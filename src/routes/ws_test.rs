use super::*;
use crate::frame::{FRAME_RETRYABLE, SYSCALL_NEW_MESSAGE};

fn alice() -> UserId {
    UserId::new("alice")
}

fn inbound(frame: &Frame) -> String {
    serde_json::to_string(frame).expect("frame should serialize")
}

#[test]
fn heartbeat_gets_done_reply() {
    let req = Frame::request(SYSCALL_HEARTBEAT, Data::new());

    let replies = process_inbound_text(&alice(), Uuid::new_v4(), &inbound(&req));

    assert_eq!(replies.len(), 1);
    assert_eq!(replies[0].status, Status::Done);
    assert_eq!(replies[0].parent_id, Some(req.id));
    assert_eq!(replies[0].syscall, SYSCALL_HEARTBEAT);
}

#[test]
fn invalid_json_gets_gateway_error() {
    let replies = process_inbound_text(&alice(), Uuid::new_v4(), "{not json");

    assert_eq!(replies.len(), 1);
    assert_eq!(replies[0].syscall, SYSCALL_GATEWAY_ERROR);
    assert_eq!(replies[0].data.get(FRAME_CODE).and_then(|v| v.as_str()), Some("E_INVALID_FRAME"));
    assert!(replies[0].parent_id.is_none());
}

#[test]
fn unknown_syscall_gets_correlated_gateway_error() {
    let req = Frame::request("board:join", Data::new());

    let replies = process_inbound_text(&alice(), Uuid::new_v4(), &inbound(&req));

    assert_eq!(replies.len(), 1);
    let err = &replies[0];
    assert_eq!(err.syscall, SYSCALL_GATEWAY_ERROR);
    assert_eq!(err.status, Status::Error);
    assert_eq!(err.parent_id, Some(req.id));
    assert_eq!(err.data.get(FRAME_CODE).and_then(|v| v.as_str()), Some("E_UNKNOWN_SYSCALL"));
    assert_eq!(err.data.get(FRAME_RETRYABLE), Some(&serde_json::Value::Bool(false)));
}

#[test]
fn clients_cannot_inject_server_pushes() {
    let req = Frame::request(SYSCALL_NEW_MESSAGE, Data::new());

    let replies = process_inbound_text(&alice(), Uuid::new_v4(), &inbound(&req));

    assert_eq!(replies[0].status, Status::Error);
}

#[test]
fn non_request_frames_are_ignored() {
    let req = Frame::request(SYSCALL_HEARTBEAT, Data::new());
    let reply = req.done();

    assert!(process_inbound_text(&alice(), Uuid::new_v4(), &inbound(&reply)).is_empty());
}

+--

Exercise: Word for word, restate the material above.

Response to the task:
filename src/routes/ws_test.rs
use super::*;
use crate::frame::{FRAME_RETRYABLE, SYSCALL_NEW_MESSAGE};

fn alice() -> UserId {
    UserId::new("alice")
}

fn inbound(frame: &Frame) -> String {
    serde_json::to_string(frame).expect("frame should serialize")
}

#[test]
fn heartbeat_gets_done_reply() {
    let req = Frame::request(SYSCALL_HEARTBEAT, Data::new());

    let replies = process_inbound_text(&alice(), Uuid::new_v4(), &inbound(&req));

    assert_eq!(replies.len(), 1);
    assert_eq!(replies[0].status, Status::Done);
    assert_eq!(replies[0].parent_id, Some(req.id));
    assert_eq!(replies[0].syscall, SYSCALL_HEARTBEAT);
}

#[test]
fn invalid_json_gets_gateway_error() {
    let replies = process_inbound_text(&alice(), Uuid::new_v4(), "{not json");

    assert_eq!(replies.len(), 1);
    assert_eq!(replies[0].syscall, SYSCALL_GATEWAY_ERROR);
    assert_eq!(replies[0].data.get(FRAME_CODE).and_then(|v| v.as_str()), Some("E_INVALID_FRAME"));
    assert!(replies[0].parent_id.is_none());
}

#[test]
fn unknown_syscall_gets_correlated_gateway_error() {
    let req = Frame::request("board:join", Data::new());

    let replies = process_inbound_text(&alice(), Uuid::new_v4(), &inbound(&req));

    assert_eq!(replies.len(), 1);
    let err = &replies[0];
    assert_eq!(err.syscall, SYSCALL_GATEWAY_ERROR);
    assert_eq!(err.status, Status::Error);
    assert_eq!(err.parent_id, Some(req.id));
    assert_eq!(err.data.get(FRAME_CODE).and_then(|v| v.as_str()), Some("E_UNKNOWN_SYSCALL"));
    assert_eq!(err.data.get(FRAME_RETRYABLE), Some(&serde_json::Value::Bool(false)));
}

#[test]
fn clients_cannot_inject_server_pushes() {
    let req = Frame::request(SYSCALL_NEW_MESSAGE, Data::new());

    let replies = process_inbound_text(&alice(), Uuid::new_v4(), &inbound(&req));

    assert_eq!(replies[0].status, Status::Error);
}

#[test]
fn non_request_frames_are_ignored() {
    let req = Frame::request(SYSCALL_HEARTBEAT, Data::new());
    let reply = req.done();

    assert!(process_inbound_text(&alice(), Uuid::new_v4(), &inbound(&reply)).is_empty());
}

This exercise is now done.